Context Fentanyl binds the μ-opioid receptor (μOR) with sub-nanomolar affinity and ultra-slow dissociation, limiting the effectiveness of pharmacological antagonists in acute overdose. We propose a non-pharmacological control mechanism in which structured terahertz (THz) fields imprint a geometric (Berry) phase on ligand–receptor coordinates to bias unbinding without bulk heating. Specifically, a near-field THz vortex with orbital angular momentum (ℓ≠0) provides a polarization/phase texture and weak sub-wavelength gradients at the pocket scale, enabling selective actuation of a torsional–proton transfer coordinate relevant to fentanyl–μOR binding. Method We formulate the quantum dynamics on a curved 2D configuration space (r,θ) that encodes steric hindrance and hydrogen-bond deformation, and solve the covariant time-dependent Schrödinger equation using Crank–Nicolson propagation with absorbing boundaries. The driving field is modeled as near-field terahertz vortex (topological charge ℓ≠0) that allows topological charge to enter through the field’s polarization/phase texture after rotation to body-fixed axes. Berry phases were computed on closed (θ,Φ) cycles under an explicit adiabaticity/gap criterion, while Kramers-type rebinding are applied to measure rate enhancement rather than deterministic yields.
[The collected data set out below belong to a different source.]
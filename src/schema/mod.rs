//! Schema module - Configuration and color types for Life simulations.

mod color;
mod config;

pub use color::*;
pub use config::*;
//! Color types and hex triplet parsing.

use serde::{Deserialize, Serialize};

use crate::error::{LifeError, Result};

/// An RGBA color with 8-bit channels.
#[derive(Debug, Clone, Copy, PartialEq, Eq, Default, Serialize, Deserialize)]
pub struct RgbaColor {
    pub r: u8,
    pub g: u8,
    pub b: u8,
    pub a: u8,
}

impl RgbaColor {
    pub const BLACK: Self = Self::opaque(0, 0, 0);
    pub const WHITE: Self = Self::opaque(255, 255, 255);

    /// Color with full alpha.
    #[inline]
    pub const fn opaque(r: u8, g: u8, b: u8) -> Self {
        Self { r, g, b, a: 255 }
    }
}

/// Parse hex color triplets into a list of opaque colors.
///
/// Accepts `ffffff,000000`, `#ffffff,#000000` or `#ffffff#000000`.
/// Only the first six hex digits of each entry are used.
pub fn parse_color_triplets(s: &str) -> Result<Vec<RgbaColor>> {
    let s = s.strip_prefix('#').unwrap_or(s);
    let s = s.replace(",#", ",").replace('#', ",");

    s.split(',').map(parse_triplet).collect()
}

fn parse_triplet(entry: &str) -> Result<RgbaColor> {
    let invalid = || LifeError::InvalidColor(entry.to_string());

    let hex = entry.get(..6).ok_or_else(invalid)?;
    if !hex.bytes().all(|b| b.is_ascii_hexdigit()) {
        return Err(invalid());
    }

    let channel = |range: std::ops::Range<usize>| u8::from_str_radix(&hex[range], 16);
    let r = channel(0..2).map_err(|_| invalid())?;
    let g = channel(2..4).map_err(|_| invalid())?;
    let b = channel(4..6).map_err(|_| invalid())?;

    Ok(RgbaColor::opaque(r, g, b))
}
//! Bounded hand-off of externally submitted patterns.
//!
//! Producers (e.g. a request handler) hold a [`PatternSender`]; the
//! simulation loop holds the [`PatternIntake`] and polls it without blocking
//! between ticks. The queue holds [`INTAKE_CAPACITY`] patterns; a blocking
//! submit waits for the loop to drain a slot.

use std::sync::mpsc::{self, Receiver, SyncSender, TryRecvError, TrySendError};

use crate::pattern::Pattern;
use crate::schema::INTAKE_CAPACITY;

/// Create a connected sender/intake pair.
pub fn pattern_intake() -> (PatternSender, PatternIntake) {
    let (sender, receiver) = mpsc::sync_channel(INTAKE_CAPACITY);
    (
        PatternSender { sender },
        PatternIntake {
            receiver,
            disconnected: false,
        },
    )
}

/// Errors returned to pattern producers.
#[derive(Debug, thiserror::Error)]
pub enum IntakeError {
    #[error("Pattern intake is full")]
    Full(Pattern),
    #[error("Pattern intake is closed")]
    Closed(Pattern),
}

impl IntakeError {
    /// Recover the pattern that could not be queued.
    pub fn into_pattern(self) -> Pattern {
        match self {
            IntakeError::Full(p) | IntakeError::Closed(p) => p,
        }
    }
}

/// Producer side of the intake queue.
#[derive(Debug, Clone)]
pub struct PatternSender {
    sender: SyncSender<Pattern>,
}

impl PatternSender {
    /// Queue a pattern, blocking while the queue is full.
    pub fn submit(&self, pattern: Pattern) -> Result<(), IntakeError> {
        self.sender
            .send(pattern)
            .map_err(|mpsc::SendError(p)| IntakeError::Closed(p))
    }

    /// Queue a pattern, failing immediately when the queue is full.
    pub fn try_submit(&self, pattern: Pattern) -> Result<(), IntakeError> {
        self.sender.try_send(pattern).map_err(|e| match e {
            TrySendError::Full(p) => IntakeError::Full(p),
            TrySendError::Disconnected(p) => IntakeError::Closed(p),
        })
    }
}

/// Consumer side of the intake queue, owned by the simulation loop.
#[derive(Debug)]
pub struct PatternIntake {
    receiver: Receiver<Pattern>,
    disconnected: bool,
}

impl PatternIntake {
    /// Take the next queued pattern without waiting.
    pub fn poll(&mut self) -> Option<Pattern> {
        match self.receiver.try_recv() {
            Ok(pattern) => Some(pattern),
            Err(TryRecvError::Empty) => None,
            Err(TryRecvError::Disconnected) => {
                if !self.disconnected {
                    log::info!("All pattern producers have disconnected");
                    self.disconnected = true;
                }
                None
            }
        }
    }

    /// True once every sender has been dropped and the queue is drained.
    pub fn is_disconnected(&self) -> bool {
        self.disconnected
    }
}
//! Configuration types for Life simulation parameters.

use std::fmt;
use std::path::PathBuf;

use serde::{Deserialize, Serialize};

/// Capacity of the pattern intake queue.
pub const INTAKE_CAPACITY: usize = 2;

/// Gradient algorithm used to color cells by age.
#[derive(Debug, Clone, Copy, PartialEq, Eq, Default, Serialize, Deserialize)]
#[serde(rename_all = "lowercase")]
pub enum GradientKind {
    /// Straight blend between the first and last control color.
    #[default]
    Linear,
    /// Piecewise linear blend through every control color.
    Polylinear,
    /// Bernstein-weighted blend of all control colors.
    Bezier,
}

impl fmt::Display for GradientKind {
    fn fmt(&self, f: &mut fmt::Formatter<'_>) -> fmt::Result {
        match self {
            GradientKind::Linear => write!(f, "Linear"),
            GradientKind::Polylinear => write!(f, "Polylinear"),
            GradientKind::Bezier => write!(f, "Bezier"),
        }
    }
}

/// Top-level simulation configuration.
#[derive(Debug, Clone, Serialize, Deserialize)]
#[serde(default)]
pub struct LifeConfig {
    /// Grid width in cells.
    pub columns: usize,
    /// Grid height in cells.
    pub rows: usize,
    /// Cell size in pixels, used to map pointer positions onto cells.
    pub cell_size: usize,
    /// PRNG seed for the random world. 0 derives one from the clock.
    pub seed: u64,
    /// Probability that a cell starts alive in a random world.
    pub fill_ratio: f64,
    /// Rulestring in `B<digits>/S<digits>` form.
    pub rule: String,
    /// Ticks per second.
    pub fps: u32,
    /// Pattern file loaded on every reset.
    pub pattern_file: Option<PathBuf>,
    /// Start paused.
    pub pause: bool,
    /// Start with an empty world instead of a random one.
    pub empty: bool,
    /// Color cells by age.
    pub color: bool,
    /// Control colors as hex triplets, e.g. `#4682b4,#ffffff`.
    pub colors: String,
    /// Gradient algorithm.
    pub gradient: GradientKind,
    /// Number of entries in the age gradient.
    pub max_age: usize,
}

impl Default for LifeConfig {
    fn default() -> Self {
        Self {
            columns: 100,
            rows: 100,
            cell_size: 5,
            seed: 0,
            fill_ratio: 0.15,
            rule: "B3/S23".to_string(),
            fps: 10,
            pattern_file: None,
            pause: false,
            empty: false,
            color: false,
            colors: "#4682b4,#ffffff".to_string(),
            gradient: GradientKind::Linear,
            max_age: 255,
        }
    }
}

impl LifeConfig {
    /// Get total number of cells (columns * rows).
    #[inline]
    pub fn grid_size(&self) -> usize {
        self.columns * self.rows
    }

    /// Validate configuration parameters.
    pub fn validate(&self) -> Result<(), ConfigError> {
        if self.columns == 0 || self.rows == 0 {
            return Err(ConfigError::InvalidDimensions);
        }
        if self.cell_size == 0 {
            return Err(ConfigError::InvalidCellSize);
        }
        if self.fps == 0 {
            return Err(ConfigError::InvalidTickRate);
        }
        if self.max_age == 0 {
            return Err(ConfigError::InvalidMaxAge);
        }
        if !(0.0..=1.0).contains(&self.fill_ratio) {
            return Err(ConfigError::InvalidFillRatio(self.fill_ratio));
        }
        Ok(())
    }
}

/// Configuration validation errors.
#[derive(Debug, thiserror::Error)]
pub enum ConfigError {
    #[error("Grid dimensions (columns, rows) must be non-zero")]
    InvalidDimensions,
    #[error("Cell size must be non-zero")]
    InvalidCellSize,
    #[error("Tick rate (fps) must be non-zero")]
    InvalidTickRate,
    #[error("Maximum age must be non-zero")]
    InvalidMaxAge,
    #[error("Fill ratio {0} is outside [0, 1]")]
    InvalidFillRatio(f64),
}

#[cfg(test)]
mod tests {
    use super::*;

    #[test]
    fn test_default_is_valid() {
        let config = LifeConfig::default();
        assert!(config.validate().is_ok());
        assert_eq!(config.grid_size(), 100 * 100);
    }

    #[test]
    fn test_validate_rejects_zero_dimensions() {
        let config = LifeConfig {
            rows: 0,
            ..Default::default()
        };
        assert!(matches!(
            config.validate(),
            Err(ConfigError::InvalidDimensions)
        ));
    }

    #[test]
    fn test_validate_rejects_fill_ratio() {
        let config = LifeConfig {
            fill_ratio: 1.5,
            ..Default::default()
        };
        assert!(matches!(
            config.validate(),
            Err(ConfigError::InvalidFillRatio(_))
        ));
    }

    #[test]
    fn test_partial_json_uses_defaults() {
        let config: LifeConfig =
            serde_json::from_str(r#"{"columns": 40, "gradient": "bezier"}"#).unwrap();
        assert_eq!(config.columns, 40);
        assert_eq!(config.rows, 100);
        assert_eq!(config.gradient, GradientKind::Bezier);
        assert_eq!(config.rule, "B3/S23");
    }
}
Simulations indicate an effective torsional barrier reduction of 0.06 eV (≈2.3 k _B T at 300 K) within the 1–1.5 THz band, sufficient to accelerate μOR–fentanyl escape by ~10× at fixed temperature. A value consistent with non-thermal, frequency-addressable biasing of dissociation pathways. These findings establish a quantum-coherent, non-pharmacological strategy for disengaging potent opioid ligands, offering a new pathway for photonic control of Biochemical interactions with sub-molecular precision.